2. The system of claim 1 , wherein the set of executable instructions is configured, when executed, to cause the processor further to:
a. using the imaging module, acquire an image of each inserted product;
b. extract a predetermined number of features from the image; and
c. identify the features extracted.
3. The system of claim 2 , wherein the features extracted by the imaging module from the inserted product is at least one of: color pallet designator, a shape designator, volumetric size, weight, a key-word, a graphic element, a scale and rotation invariant feature, and a deep feature synthesized from at least one of: a predetermined CNN, and a plurality of the product characteristics.
4. The system of claim 3 , wherein the color pallet designator is HSV, CIE-LAB, CIE-XYZ, CIE-LCH or a color pallet designator comprising a combination of the foregoing.
5. The system of claim 4 , wherein the set of executable instructions, prior to extracting the predetermined number of features, are configured to preprocess the image of each product inserted to the cart by reducing the number of colors of the product by quantizing colors using at least one of: K-means, median-cut, octree, variance-based, binary splitting, greedy orthogonal bipartitioning, optimal principal multilevel quantizer, minmax, fuzzy c-means and their combination.
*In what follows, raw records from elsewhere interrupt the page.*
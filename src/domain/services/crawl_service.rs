// Copyright 2025 Kirky.X
//
// Licensed under the Apache License, Version 2.0 (the "License");
// you may not use this file except in compliance with the License.
// You may obtain a copy of the License at
//
//     http://www.apache.org/licenses/LICENSE-2.0
//
// Unless required by applicable law or agreed to in writing, software
// distributed under the License is distributed on an "AS IS" BASIS,
// WITHOUT WARRANTIES OR CONDITIONS OF ANY KIND, either express or implied.
// See the License for the specific language governing permissions and
// limitations under the License.

use crate::domain::models::category::CategoryRef;
use crate::domain::services::extraction_service::compile_selector;
use crate::utils::errors::ExtractionError;
use crate::utils::url_utils;
use scraper::{Html, Selector};
use std::collections::HashSet;
use url::Url;

const SEED_LINK_SELECTOR: &str = "body > div:nth-of-type(1) > main > div:nth-of-type(1) > a[href]";
const CATEGORY_HEADING_SELECTOR: &str = "body > div:nth-of-type(1) > main > h1";
const ITEM_LINK_SELECTOR: &str = "body > div:nth-of-type(1) > main > div:nth-of-type(3) a[href]";

const UNKNOWN: &str = "Unknown";

/// 链接发现器
///
/// 负责从种子页面提取分类链接，从分类页面提取条目链接和分类名称
#[derive(Debug, Clone)]
pub struct LinkDiscoverer {
    seed_links: Selector,
    heading: Selector,
    item_links: Selector,
}

impl LinkDiscoverer {
    /// 创建链接发现器，选择器在此编译
    pub fn new() -> Result<Self, ExtractionError> {
        Ok(Self {
            seed_links: compile_selector(SEED_LINK_SELECTOR)?,
            heading: compile_selector(CATEGORY_HEADING_SELECTOR)?,
            item_links: compile_selector(ITEM_LINK_SELECTOR)?,
        })
    }

    /// 从种子页面提取分类
    ///
    /// 只保留 href 包含 `marker` 的链接，按解析后的URL去重，
    /// 保持首次出现的顺序
    ///
    /// # 参数
    ///
    /// * `html_content` - 种子页面内容
    /// * `base_url` - 种子页面URL
    /// * `marker` - 分类链接必须包含的路径片段
    pub fn discover_categories(
        &self,
        html_content: &str,
        base_url: &Url,
        marker: &str,
    ) -> Vec<CategoryRef> {
        let document = Html::parse_document(html_content);
        let mut seen = HashSet::new();
        let mut categories = Vec::new();

        for anchor in document.select(&self.seed_links) {
            let Some(href) = anchor.value().attr("href") else {
                continue;
            };
            if !href.contains(marker) {
                continue;
            }
            let Some(url) = url_utils::canonicalize(base_url, href) else {
                continue;
            };
            if !seen.insert(url.clone()) {
                continue;
            }

            let text = anchor.text().collect::<String>();
            let name = match text.trim() {
                "" => UNKNOWN.to_string(),
                trimmed => trimmed.to_string(),
            };
            categories.push(CategoryRef { name, url });
        }

        categories
    }

    /// 分类页面的标题，缺失时为 "Unknown"
    pub fn category_heading(&self, document: &Html) -> String {
        document
            .select(&self.heading)
            .next()
            .and_then(|h1| {
                h1.children()
                    .filter_map(|child| child.value().as_text())
                    .next()
                    .map(|text| text.trim().to_string())
            })
            .unwrap_or_else(|| UNKNOWN.to_string())
    }

    /// 分类页面上的条目链接，保持页面顺序，不去重
    pub fn item_links(&self, document: &Html, page_url: &Url) -> Vec<Url> {
        document
            .select(&self.item_links)
            .filter_map(|a| a.value().attr("href"))
            .filter_map(|href| url_utils::canonicalize(page_url, href))
            .collect()
    }
}

#[cfg(test)]
#[path = "crawl_service_test.rs"]
mod tests;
6. The system of claim 5 , wherein the set of executable instructions, when executed, are configured to cause the processor to:
a. produce a color histogram of the image color palette; and
b. identify the color characteristic of the inserted product, through retrieving relevant classifiers by associating the color histogram of the inserted product to the classifier's-associated color-histograms by determining similarity that is based on cross histogram bin distance analysis.
7. The system of claim 1 , wherein the imaging module comprises a RGB-D camera, and wherein the set of executable instructions, when executed, are further configured to cause the processor to:
a. using the RGB-D, determine the size of the product;
b. using a load cell module included with the system, determine the weight of the product: and
c. combine the size and the weight to a single parameter.
11. The system of claim 1 , wherein the set of executable instructions, are further configured, when executed, to cause the processor to identify and retrieve at least one of: a logo, a watermark, a key word, a graphic symbol, and their combination using at least one of: a single-shot MultiBox detector (SSD) neural network, a Regional convolutional neural network. (RCNN), a Fast-RCNN, a Faster-RCNN, and a You Only Look Once (YOLO) neural network.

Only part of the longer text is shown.